#### [Exercise prompt]
Below are some records. Return exactly the lines from the one with "filename src/mesher/mod.rs" to the one with "pub mod wall;", and nothing else.

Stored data
Segment Open
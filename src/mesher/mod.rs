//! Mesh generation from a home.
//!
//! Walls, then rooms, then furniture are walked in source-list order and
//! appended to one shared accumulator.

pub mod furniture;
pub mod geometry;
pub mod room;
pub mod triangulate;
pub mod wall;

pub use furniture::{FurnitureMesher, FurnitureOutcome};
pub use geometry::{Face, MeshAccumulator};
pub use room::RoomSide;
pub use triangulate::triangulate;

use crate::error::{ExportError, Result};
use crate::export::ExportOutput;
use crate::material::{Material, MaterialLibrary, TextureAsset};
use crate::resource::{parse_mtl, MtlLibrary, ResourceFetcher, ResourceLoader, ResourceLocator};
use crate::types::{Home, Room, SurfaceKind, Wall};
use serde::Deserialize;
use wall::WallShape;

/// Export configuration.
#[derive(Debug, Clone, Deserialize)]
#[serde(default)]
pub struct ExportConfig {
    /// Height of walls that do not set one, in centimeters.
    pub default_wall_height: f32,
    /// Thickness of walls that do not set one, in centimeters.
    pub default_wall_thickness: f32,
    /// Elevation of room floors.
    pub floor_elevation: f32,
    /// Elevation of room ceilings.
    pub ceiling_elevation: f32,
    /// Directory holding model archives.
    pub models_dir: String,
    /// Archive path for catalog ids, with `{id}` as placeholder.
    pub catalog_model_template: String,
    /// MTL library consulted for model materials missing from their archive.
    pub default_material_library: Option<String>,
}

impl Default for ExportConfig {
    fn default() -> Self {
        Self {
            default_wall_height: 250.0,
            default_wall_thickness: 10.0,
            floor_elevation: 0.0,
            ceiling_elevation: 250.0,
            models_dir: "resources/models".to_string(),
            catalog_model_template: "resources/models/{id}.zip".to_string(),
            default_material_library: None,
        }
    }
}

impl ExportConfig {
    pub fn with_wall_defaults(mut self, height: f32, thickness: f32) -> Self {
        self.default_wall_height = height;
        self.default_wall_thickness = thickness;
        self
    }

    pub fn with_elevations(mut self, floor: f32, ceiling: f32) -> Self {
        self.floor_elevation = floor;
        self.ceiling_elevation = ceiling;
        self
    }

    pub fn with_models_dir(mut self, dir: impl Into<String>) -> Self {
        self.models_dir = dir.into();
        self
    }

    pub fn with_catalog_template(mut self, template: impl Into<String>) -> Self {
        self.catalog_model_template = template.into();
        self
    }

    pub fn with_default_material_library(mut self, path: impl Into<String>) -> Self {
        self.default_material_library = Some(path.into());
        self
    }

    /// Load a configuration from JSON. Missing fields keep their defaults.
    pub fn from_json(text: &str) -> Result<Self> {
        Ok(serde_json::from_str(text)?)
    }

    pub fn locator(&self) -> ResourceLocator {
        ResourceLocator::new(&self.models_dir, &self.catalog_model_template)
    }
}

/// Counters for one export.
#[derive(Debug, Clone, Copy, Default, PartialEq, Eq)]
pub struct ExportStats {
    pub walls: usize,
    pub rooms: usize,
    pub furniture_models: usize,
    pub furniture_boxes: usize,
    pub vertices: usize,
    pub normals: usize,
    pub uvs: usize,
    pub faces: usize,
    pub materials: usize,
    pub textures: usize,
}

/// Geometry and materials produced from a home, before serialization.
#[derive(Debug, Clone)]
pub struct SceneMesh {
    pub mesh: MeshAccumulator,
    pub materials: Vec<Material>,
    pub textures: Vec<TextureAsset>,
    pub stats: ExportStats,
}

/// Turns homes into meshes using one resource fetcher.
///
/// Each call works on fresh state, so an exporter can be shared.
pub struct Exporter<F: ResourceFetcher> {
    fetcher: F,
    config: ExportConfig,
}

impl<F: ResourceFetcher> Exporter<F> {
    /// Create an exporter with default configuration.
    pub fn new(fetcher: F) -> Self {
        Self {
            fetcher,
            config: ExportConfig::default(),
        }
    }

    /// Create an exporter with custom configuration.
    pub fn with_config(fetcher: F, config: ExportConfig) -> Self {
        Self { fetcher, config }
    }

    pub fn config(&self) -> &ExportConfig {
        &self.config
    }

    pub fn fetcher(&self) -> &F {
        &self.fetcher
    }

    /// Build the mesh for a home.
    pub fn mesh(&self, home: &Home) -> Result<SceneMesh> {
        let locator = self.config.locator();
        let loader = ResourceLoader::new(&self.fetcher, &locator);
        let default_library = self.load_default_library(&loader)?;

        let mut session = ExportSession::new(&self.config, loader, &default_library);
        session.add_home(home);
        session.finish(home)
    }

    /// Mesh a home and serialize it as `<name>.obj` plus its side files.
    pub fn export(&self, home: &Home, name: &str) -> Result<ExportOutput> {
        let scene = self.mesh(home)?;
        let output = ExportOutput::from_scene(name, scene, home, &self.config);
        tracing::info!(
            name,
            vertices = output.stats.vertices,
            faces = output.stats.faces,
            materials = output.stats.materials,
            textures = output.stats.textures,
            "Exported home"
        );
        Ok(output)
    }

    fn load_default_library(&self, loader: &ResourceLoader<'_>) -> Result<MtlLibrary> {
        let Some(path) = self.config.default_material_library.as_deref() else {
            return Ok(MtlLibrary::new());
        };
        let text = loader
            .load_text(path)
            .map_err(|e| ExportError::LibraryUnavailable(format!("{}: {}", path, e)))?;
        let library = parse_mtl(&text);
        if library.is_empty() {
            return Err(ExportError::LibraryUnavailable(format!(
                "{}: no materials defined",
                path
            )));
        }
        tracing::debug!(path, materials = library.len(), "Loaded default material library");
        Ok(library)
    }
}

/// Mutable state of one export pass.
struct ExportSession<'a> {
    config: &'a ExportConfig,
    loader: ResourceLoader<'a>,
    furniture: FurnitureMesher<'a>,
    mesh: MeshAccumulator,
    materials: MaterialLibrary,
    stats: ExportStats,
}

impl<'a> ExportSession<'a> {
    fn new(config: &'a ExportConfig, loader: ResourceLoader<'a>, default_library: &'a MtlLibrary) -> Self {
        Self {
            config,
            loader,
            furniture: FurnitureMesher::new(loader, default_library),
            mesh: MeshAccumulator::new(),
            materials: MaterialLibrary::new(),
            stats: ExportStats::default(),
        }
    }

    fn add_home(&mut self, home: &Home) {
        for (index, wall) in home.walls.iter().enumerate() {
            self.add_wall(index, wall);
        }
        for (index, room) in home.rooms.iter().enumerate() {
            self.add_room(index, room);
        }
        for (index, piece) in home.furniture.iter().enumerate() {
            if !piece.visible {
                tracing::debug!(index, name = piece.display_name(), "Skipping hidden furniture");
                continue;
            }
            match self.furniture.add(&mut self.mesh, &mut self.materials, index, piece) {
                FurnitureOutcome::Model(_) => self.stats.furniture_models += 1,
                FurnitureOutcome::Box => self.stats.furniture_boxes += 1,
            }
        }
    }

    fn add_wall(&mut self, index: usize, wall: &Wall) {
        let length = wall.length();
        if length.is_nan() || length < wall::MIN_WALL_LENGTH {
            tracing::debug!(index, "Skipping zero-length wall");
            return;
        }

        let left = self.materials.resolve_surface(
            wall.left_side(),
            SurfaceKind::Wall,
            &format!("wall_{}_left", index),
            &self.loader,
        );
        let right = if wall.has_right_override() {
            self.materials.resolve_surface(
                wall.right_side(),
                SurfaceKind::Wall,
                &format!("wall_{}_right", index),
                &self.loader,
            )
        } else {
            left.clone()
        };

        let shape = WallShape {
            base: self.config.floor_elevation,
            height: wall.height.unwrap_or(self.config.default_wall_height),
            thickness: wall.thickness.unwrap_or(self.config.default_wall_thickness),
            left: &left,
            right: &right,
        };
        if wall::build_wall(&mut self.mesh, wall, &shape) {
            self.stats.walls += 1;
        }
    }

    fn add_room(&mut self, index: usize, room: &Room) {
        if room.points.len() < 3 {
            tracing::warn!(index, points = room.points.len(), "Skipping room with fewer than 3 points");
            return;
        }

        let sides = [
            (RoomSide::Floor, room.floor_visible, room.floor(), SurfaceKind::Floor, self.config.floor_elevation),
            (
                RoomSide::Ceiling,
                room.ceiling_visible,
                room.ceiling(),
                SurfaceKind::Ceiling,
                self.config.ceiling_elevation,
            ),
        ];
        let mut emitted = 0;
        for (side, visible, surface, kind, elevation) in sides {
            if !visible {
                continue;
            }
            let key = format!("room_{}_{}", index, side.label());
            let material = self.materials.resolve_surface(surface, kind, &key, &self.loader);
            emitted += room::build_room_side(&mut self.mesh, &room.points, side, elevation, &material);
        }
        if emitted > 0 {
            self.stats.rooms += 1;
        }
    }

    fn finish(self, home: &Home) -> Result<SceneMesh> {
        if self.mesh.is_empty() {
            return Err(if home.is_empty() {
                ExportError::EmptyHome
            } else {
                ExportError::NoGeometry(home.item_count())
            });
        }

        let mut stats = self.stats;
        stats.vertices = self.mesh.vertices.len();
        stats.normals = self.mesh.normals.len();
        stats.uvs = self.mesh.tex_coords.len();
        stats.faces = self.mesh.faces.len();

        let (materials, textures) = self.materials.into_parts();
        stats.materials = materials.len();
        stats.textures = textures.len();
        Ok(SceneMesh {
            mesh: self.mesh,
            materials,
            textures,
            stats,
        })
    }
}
Segment Closed
Segment Open
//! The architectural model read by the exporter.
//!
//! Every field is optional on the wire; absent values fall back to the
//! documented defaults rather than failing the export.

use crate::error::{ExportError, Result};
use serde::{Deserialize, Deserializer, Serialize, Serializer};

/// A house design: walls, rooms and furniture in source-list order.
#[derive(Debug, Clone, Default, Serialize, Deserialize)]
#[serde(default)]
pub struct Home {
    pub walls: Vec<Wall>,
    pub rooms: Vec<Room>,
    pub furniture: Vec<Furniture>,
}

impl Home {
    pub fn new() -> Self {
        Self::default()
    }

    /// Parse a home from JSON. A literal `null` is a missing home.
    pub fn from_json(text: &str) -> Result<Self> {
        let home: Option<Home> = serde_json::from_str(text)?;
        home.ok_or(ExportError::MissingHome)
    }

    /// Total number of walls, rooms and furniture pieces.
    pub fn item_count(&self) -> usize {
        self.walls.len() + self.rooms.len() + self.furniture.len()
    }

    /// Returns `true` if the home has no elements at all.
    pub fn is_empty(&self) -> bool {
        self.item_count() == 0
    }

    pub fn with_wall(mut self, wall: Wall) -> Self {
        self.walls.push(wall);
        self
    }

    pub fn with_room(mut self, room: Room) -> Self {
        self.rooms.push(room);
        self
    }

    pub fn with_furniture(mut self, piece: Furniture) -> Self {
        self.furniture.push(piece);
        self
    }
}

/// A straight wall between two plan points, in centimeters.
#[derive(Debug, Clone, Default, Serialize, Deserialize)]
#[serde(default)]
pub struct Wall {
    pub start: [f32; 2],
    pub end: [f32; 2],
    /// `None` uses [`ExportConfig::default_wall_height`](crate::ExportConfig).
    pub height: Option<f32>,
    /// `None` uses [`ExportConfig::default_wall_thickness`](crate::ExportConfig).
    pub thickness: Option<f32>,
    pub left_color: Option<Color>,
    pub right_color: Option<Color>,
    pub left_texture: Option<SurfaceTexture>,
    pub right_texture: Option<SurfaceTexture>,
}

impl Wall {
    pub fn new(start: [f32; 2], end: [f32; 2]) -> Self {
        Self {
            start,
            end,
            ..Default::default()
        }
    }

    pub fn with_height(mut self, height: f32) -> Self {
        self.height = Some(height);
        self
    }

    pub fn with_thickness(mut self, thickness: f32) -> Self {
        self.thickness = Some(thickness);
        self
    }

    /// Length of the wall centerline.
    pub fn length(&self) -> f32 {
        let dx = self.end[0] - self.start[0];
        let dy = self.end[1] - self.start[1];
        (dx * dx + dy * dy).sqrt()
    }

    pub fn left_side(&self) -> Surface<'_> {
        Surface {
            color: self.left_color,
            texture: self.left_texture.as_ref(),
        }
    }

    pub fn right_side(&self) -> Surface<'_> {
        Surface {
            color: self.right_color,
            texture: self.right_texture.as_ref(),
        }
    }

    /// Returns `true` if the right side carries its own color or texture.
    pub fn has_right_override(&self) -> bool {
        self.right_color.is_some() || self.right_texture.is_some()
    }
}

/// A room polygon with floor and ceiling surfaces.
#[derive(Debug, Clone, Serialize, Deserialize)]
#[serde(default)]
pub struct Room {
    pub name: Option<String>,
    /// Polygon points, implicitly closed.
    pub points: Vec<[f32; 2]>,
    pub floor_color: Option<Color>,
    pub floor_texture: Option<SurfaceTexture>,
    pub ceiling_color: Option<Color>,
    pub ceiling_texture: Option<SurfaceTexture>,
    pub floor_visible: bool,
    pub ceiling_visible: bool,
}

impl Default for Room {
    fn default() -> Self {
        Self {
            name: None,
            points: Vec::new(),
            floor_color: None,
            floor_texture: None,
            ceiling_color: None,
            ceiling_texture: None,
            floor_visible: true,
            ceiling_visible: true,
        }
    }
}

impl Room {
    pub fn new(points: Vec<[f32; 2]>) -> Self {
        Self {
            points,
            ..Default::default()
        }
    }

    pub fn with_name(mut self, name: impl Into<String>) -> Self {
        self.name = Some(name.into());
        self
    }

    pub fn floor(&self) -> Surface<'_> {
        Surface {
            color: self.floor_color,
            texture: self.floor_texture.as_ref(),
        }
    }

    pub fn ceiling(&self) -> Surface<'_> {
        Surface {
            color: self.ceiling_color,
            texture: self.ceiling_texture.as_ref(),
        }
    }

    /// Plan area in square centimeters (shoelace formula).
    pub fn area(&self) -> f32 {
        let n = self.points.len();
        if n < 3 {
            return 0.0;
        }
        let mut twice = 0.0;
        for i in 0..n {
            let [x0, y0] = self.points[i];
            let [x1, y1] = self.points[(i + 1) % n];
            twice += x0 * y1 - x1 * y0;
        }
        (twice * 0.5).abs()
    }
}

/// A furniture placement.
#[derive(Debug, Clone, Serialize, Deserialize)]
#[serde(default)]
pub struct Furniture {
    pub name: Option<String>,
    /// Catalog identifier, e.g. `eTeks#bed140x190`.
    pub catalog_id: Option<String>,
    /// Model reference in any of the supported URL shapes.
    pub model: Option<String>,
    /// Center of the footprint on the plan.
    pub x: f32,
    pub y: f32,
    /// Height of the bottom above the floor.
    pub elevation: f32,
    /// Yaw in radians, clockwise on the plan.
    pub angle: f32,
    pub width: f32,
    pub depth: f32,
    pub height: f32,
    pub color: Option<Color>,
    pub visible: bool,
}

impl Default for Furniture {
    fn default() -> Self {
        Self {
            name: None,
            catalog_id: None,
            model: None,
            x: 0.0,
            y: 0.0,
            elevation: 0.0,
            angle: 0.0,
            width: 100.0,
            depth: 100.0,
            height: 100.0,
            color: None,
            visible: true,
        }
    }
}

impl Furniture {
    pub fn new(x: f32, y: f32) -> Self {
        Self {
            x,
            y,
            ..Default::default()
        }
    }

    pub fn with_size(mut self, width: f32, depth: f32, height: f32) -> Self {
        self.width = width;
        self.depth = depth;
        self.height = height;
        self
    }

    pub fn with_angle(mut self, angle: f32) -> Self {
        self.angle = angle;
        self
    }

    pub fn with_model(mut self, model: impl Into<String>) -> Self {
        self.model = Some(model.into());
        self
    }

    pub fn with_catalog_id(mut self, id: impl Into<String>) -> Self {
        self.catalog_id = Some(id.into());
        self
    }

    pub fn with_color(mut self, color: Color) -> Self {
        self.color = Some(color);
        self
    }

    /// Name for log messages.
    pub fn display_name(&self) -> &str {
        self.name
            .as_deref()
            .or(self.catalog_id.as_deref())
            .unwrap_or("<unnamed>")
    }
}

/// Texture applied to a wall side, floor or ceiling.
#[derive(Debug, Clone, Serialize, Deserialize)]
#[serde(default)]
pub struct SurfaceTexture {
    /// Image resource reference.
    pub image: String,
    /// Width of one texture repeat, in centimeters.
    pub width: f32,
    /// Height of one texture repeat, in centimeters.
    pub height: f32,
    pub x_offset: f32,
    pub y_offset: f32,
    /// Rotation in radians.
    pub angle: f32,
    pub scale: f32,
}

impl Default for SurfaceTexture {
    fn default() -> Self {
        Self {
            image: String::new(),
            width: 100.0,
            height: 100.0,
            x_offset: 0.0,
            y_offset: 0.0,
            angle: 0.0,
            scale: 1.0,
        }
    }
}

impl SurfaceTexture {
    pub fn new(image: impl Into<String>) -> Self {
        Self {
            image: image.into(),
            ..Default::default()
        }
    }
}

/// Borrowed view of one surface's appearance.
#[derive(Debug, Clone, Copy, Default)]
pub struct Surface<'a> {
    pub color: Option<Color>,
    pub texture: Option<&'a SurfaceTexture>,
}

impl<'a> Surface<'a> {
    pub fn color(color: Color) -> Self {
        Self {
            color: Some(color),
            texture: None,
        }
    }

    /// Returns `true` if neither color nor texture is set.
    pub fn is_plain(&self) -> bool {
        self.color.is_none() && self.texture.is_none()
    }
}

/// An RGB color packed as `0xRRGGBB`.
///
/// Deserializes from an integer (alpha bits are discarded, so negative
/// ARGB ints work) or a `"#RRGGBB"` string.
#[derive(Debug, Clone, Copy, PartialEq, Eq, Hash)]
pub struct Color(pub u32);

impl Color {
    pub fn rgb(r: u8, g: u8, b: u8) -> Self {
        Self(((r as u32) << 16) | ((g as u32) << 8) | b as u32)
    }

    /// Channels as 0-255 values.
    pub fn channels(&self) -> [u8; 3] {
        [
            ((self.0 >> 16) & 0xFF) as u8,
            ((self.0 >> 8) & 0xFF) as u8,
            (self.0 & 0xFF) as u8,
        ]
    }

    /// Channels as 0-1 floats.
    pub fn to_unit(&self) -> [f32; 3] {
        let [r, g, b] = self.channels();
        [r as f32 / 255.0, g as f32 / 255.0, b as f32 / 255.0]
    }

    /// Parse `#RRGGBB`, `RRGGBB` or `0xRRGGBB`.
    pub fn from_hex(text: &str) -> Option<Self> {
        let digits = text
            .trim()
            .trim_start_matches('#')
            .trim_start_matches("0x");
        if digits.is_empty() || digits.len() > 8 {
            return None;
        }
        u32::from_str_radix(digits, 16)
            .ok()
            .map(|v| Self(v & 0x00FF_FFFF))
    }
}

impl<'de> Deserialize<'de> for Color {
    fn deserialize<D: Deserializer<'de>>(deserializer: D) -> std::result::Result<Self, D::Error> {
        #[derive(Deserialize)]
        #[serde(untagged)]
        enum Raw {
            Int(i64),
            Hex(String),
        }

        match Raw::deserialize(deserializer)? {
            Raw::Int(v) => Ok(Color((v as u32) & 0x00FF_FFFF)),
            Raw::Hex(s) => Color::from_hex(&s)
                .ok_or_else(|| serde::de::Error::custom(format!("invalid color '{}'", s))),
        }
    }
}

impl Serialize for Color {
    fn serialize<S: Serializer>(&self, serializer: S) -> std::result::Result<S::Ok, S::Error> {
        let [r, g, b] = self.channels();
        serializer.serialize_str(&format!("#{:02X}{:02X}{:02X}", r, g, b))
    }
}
Segment Closed
#### [Exercise output]
filename src/mesher/mod.rs
//! Mesh generation from a home.
//!
//! Walls, then rooms, then furniture are walked in source-list order and
//! appended to one shared accumulator.

pub mod furniture;
pub mod geometry;
pub mod room;
pub mod triangulate;
pub mod wall;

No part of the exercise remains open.